What needs to be done => Identify every line in the records below that contains the word "bail", and copy each of those lines.

======== Input

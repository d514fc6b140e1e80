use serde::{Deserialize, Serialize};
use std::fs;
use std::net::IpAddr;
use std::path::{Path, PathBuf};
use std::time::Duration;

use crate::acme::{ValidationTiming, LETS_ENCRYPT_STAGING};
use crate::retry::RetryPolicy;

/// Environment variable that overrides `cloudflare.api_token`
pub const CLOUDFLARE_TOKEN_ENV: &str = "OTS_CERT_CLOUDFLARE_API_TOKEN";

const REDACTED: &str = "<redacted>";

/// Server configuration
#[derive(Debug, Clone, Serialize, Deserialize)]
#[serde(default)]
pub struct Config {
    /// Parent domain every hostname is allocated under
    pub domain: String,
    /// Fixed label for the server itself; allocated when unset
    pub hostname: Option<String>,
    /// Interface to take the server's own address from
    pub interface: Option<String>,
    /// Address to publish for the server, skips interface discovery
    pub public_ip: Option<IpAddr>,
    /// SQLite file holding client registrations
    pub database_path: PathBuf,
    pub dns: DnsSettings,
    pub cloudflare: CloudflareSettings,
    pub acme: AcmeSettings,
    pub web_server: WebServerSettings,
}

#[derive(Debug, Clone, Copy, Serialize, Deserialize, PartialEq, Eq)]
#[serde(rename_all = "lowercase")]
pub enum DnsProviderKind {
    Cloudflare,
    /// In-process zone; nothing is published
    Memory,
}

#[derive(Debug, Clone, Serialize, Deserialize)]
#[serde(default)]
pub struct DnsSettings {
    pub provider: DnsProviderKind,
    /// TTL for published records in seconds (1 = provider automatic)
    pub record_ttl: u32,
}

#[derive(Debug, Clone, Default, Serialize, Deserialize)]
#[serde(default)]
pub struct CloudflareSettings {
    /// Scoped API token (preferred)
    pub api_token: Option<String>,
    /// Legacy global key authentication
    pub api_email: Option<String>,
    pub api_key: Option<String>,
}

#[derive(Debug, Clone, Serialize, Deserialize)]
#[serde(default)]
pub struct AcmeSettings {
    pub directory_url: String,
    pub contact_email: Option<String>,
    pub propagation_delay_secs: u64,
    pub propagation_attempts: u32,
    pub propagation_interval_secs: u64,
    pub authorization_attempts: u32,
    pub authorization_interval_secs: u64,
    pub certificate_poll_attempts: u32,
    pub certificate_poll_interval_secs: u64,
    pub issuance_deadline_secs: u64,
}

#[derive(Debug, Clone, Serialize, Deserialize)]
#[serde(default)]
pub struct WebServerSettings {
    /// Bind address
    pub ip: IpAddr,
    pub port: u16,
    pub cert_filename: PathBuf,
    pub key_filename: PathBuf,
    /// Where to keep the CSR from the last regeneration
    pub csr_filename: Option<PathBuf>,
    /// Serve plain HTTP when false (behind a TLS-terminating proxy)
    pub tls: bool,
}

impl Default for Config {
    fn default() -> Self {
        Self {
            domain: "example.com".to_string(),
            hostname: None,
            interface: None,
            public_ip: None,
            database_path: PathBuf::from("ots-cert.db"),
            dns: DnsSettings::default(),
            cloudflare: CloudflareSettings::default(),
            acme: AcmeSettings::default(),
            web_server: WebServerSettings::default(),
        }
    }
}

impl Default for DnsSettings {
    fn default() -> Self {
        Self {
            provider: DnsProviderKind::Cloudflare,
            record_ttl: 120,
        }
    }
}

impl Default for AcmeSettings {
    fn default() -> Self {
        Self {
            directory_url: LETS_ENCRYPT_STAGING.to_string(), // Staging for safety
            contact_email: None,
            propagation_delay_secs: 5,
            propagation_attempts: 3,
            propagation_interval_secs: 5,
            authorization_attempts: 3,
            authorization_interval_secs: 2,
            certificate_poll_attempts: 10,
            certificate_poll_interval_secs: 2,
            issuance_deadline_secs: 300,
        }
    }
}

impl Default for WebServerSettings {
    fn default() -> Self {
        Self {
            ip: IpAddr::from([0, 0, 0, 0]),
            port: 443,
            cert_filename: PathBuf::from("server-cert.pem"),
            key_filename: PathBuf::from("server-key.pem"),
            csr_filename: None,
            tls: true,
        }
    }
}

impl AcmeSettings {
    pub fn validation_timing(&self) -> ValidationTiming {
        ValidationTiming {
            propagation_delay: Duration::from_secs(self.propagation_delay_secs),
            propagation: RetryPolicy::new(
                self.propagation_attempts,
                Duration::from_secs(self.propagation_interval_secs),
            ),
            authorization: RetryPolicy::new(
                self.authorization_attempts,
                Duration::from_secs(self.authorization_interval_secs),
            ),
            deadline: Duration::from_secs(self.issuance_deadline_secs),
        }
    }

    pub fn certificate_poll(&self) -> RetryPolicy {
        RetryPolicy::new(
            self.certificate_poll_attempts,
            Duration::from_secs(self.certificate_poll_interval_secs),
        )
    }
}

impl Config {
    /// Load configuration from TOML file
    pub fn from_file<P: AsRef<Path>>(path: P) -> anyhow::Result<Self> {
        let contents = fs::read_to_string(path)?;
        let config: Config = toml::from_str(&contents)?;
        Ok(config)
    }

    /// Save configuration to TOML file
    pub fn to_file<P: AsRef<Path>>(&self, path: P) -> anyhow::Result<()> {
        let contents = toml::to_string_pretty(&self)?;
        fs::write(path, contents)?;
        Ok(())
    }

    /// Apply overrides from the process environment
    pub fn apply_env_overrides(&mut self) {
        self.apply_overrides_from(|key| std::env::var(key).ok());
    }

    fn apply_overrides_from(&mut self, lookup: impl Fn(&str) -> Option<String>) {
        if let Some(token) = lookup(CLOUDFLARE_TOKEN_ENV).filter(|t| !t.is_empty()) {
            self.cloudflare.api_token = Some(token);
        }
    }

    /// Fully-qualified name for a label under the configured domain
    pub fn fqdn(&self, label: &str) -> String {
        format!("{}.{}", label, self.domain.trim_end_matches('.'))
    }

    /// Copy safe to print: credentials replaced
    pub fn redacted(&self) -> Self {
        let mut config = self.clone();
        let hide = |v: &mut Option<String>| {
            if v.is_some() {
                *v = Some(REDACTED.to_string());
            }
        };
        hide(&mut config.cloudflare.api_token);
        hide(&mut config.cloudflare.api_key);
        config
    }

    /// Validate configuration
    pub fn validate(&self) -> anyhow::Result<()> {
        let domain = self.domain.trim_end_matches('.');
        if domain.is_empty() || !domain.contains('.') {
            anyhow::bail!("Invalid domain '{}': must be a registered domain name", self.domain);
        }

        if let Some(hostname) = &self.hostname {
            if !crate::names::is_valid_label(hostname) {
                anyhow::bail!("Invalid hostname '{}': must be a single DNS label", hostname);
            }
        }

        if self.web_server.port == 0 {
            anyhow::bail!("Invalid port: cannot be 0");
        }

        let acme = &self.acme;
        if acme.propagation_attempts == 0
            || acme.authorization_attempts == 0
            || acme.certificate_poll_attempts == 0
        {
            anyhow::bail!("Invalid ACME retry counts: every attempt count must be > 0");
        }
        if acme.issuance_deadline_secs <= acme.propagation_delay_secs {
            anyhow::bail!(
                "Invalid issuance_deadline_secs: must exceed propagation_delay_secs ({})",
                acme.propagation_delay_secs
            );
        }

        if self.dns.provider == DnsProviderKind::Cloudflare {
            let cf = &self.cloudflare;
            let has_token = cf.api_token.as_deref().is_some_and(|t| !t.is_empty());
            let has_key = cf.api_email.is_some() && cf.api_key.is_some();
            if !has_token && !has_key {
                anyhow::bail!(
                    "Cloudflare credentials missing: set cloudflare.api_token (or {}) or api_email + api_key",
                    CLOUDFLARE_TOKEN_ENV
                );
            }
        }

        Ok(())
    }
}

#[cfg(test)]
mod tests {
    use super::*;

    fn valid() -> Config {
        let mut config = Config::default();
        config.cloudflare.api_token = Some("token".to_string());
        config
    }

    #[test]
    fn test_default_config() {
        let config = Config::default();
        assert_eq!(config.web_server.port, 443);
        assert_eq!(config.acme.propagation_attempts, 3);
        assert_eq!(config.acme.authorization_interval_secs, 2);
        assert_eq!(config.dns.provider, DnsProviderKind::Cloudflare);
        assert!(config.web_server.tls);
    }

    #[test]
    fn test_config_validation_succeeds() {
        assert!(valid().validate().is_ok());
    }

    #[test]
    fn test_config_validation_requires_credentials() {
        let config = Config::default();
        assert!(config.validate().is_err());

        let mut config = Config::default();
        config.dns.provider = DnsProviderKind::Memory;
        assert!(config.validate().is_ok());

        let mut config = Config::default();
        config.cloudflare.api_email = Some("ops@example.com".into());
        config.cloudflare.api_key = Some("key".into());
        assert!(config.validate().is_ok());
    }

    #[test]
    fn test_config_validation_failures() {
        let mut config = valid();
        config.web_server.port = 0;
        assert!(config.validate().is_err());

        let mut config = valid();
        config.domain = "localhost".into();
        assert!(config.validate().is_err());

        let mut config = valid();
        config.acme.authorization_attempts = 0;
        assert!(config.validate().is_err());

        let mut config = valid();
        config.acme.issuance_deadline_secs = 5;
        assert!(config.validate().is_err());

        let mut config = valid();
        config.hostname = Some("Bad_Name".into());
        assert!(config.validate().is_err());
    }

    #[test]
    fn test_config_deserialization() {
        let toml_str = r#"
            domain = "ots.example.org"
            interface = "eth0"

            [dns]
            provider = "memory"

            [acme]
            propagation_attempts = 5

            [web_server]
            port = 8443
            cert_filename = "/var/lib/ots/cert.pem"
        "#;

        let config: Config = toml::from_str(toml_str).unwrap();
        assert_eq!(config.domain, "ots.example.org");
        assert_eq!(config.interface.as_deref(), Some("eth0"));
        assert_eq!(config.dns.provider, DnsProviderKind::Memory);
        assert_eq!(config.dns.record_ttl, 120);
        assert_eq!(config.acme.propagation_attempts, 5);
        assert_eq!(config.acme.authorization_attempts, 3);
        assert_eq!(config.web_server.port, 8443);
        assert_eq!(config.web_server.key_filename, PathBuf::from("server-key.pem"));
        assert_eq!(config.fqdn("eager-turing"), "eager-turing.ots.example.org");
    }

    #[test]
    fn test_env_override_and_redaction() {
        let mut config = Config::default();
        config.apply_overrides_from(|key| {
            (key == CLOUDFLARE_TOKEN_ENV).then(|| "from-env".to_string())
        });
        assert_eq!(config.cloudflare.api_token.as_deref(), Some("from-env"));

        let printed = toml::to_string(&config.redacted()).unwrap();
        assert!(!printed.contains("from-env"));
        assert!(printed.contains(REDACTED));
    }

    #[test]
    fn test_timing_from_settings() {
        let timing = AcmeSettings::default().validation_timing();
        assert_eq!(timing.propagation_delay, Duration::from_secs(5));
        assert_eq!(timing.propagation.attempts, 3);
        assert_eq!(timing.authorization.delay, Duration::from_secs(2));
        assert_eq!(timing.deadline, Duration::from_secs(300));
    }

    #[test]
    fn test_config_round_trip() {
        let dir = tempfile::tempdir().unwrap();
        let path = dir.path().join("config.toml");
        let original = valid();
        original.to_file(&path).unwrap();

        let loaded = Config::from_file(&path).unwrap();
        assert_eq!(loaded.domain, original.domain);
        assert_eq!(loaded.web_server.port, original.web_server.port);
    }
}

================

Answer box =>
            anyhow::bail!("Invalid domain '{}': must be a registered domain name", self.domain);
                anyhow::bail!("Invalid hostname '{}': must be a single DNS label", hostname);
            anyhow::bail!("Invalid port: cannot be 0");
            anyhow::bail!("Invalid ACME retry counts: every attempt count must be > 0");
            anyhow::bail!(
                anyhow::bail!(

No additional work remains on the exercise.